As part of ongoing education reforms, Somalia’s Minister of Education recently announced openings for 3,000 teaching positions, part of an initiative to increase access to free public education for school-age children in the country. As the country strives to rebuild its education system after three decades of conflict, some of Somalia’s women such as Dr. Siad are stepping in to catalyze the change. She is driving the uptake of Science, Technology, Engineering and Mathematics (STEM) and technical and vocational education in Somalia.
Globally, there is a gender gap at all levels of STEM disciplines. The 2020 World Bank Report: The Equality Equation: Advancing the Participation of Women and Girls in STEM indicates that although girls outperform boys in school, and women are more likely to go to university than men, women are less likely to study STEM fields and enter into STEM careers.
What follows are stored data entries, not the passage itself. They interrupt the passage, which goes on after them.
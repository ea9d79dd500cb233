//! Inspect command implementation.
//!
//! Builds a dataset over the window's shards and prints its length and the
//! rows at both ends.

use crate::WindowArgs;
use crate::display::{BarObserver, candle_header, format_candle, parse_window};
use anyhow::{Context, Result, bail};
use klinevault_lib::prelude::*;

/// Index the window and print a short summary.
pub(crate) async fn inspect(
    config: &VaultConfig,
    symbol: &Symbol,
    window: &WindowArgs,
    download: bool,
    head: usize,
    quiet: bool,
) -> Result<()> {
    let window = parse_window(window)?;
    let client = DownloadClient::with_defaults().context("Failed to create HTTP client")?;

    let paths = if download {
        let observer = BarObserver::new(quiet)?;
        Downloader::new(vec![symbol.clone()], window, config)
            .ensure_shards(&client, config, &observer)
            .await
            .context("Download failed")?
            .pop()
            .map(|s| s.paths)
            .unwrap_or_default()
    } else {
        let request = PlanRequest::new(symbol.clone(), window, config);
        let plan = plan_downloads(&client, config, &request)
            .await
            .with_context(|| format!("Failed to plan shards for {symbol}"))?;
        let missing = plan.iter().filter(|p| !p.is_present()).count();
        if missing > 0 {
            bail!("{missing} of {} shards are missing locally; rerun with --download", plan.len());
        }
        plan.into_iter().map(|p| p.local_path).collect()
    };

    let shard_count = paths.len();
    let mut dataset = tokio::task::spawn_blocking(move || HistoricDataset::open(paths, window))
        .await
        .context("Indexing task failed")?
        .context("Failed to index shards")?;

    println!("Symbol:  {symbol}");
    println!("Window:  {window}");
    println!("Shards:  {shard_count}");
    println!("Candles: {}", dataset.len());

    if dataset.is_empty() {
        return Ok(());
    }

    let len = dataset.len();
    let shown = head.min(len);
    let mut positions: Vec<usize> = (0..shown).collect();
    positions.extend((len - shown..len).filter(|p| *p >= shown));

    println!("\n{}", candle_header());
    for (i, position) in positions.iter().enumerate() {
        if i == shown && *position > shown {
            println!("{:>10}", "...");
        }
        let index = isize::try_from(*position).context("Row position overflow")?;
        let candle = dataset.get(index)?;
        println!("{}", format_candle(*position, &candle));
    }

    Ok(())
}
//! Download command implementation.
//!
//! Ensures every shard covering the window exists under the data directory,
//! one progress bar per symbol.

use crate::WindowArgs;
use crate::display::{BarObserver, parse_window};
use anyhow::{Context, Result};
use klinevault_lib::prelude::*;

/// Download the shards of `symbols` covering the window.
pub(crate) async fn download(
    config: &VaultConfig,
    symbols: &[Symbol],
    window: &WindowArgs,
    quiet: bool,
) -> Result<()> {
    let window = parse_window(window)?;
    let client = DownloadClient::with_defaults().context("Failed to create HTTP client")?;
    let observer = BarObserver::new(quiet)?;

    let downloader = Downloader::new(symbols.to_vec(), window, config);
    let results = downloader
        .ensure_shards(&client, config, &observer)
        .await
        .context("Download failed")?;

    if !quiet {
        for result in &results {
            println!(
                "{}: {} shards ({} downloaded)",
                result.symbol,
                result.paths.len(),
                result.downloaded
            );
        }
        println!("Data directory: {}", config.data_root().display());
    }

    Ok(())
}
Dr. Siad travelled to Somalia in 2011 to set up a medical research institution. While volunteering with drought and famine relief efforts, she noticed that “there was lack of technical and vocational training, job creation, employment, and entrepreneurship as well as professional development trainings. That is why I set up the Hano Academy.” After the Hano Academy was established, it received a grant from the World Bank’s Somali Business Catalytic Fund, which supported the start-up of the Hano Social Innovation Hub (HSIH), the first business incubator and innovation hub in Somalia. Today, a total of 1,422 women and girls have benefited from the entrepreneurial courses and STEM projects provided through the HSIH.
Dr. Siad also set up ‘STEM Sisters’, an initiative within the HSIH that trains, coaches, and mentors girls, raises awareness of STEM, and inspires women and girls. It also connects them to other women in the STEM field, locally and in nearby countries, whom they could emulate and know that by working hard and getting educated, they could travel abroad, get a master's degree, even a PhD, and return to work in Somalia. The trainings are also designed to help them get employment. The girls also take part in Hano’s annual STEM conference. Hano Academy has been working with the European Union for the past three years through the Erasmus Plus program, helping girls apply for scholarships.
Dr. Siad reckons that these challenges within the education system arise from the country’s long instability and violence, which has bred a culture of individualism and profiteering rather than investing in future generations. Dr. Siad notes that the government and international partners can leverage the global dialogue on localizing and shifting the power of education by promoting and investing in STEM for women.
“One of the most important things is for all to be on the same page and work together. Supporting and amplifying what is working and creating platforms for local innovators and professionals, who are making a difference, to support one another,” Dr. Siad says, smiling with hope and confidence.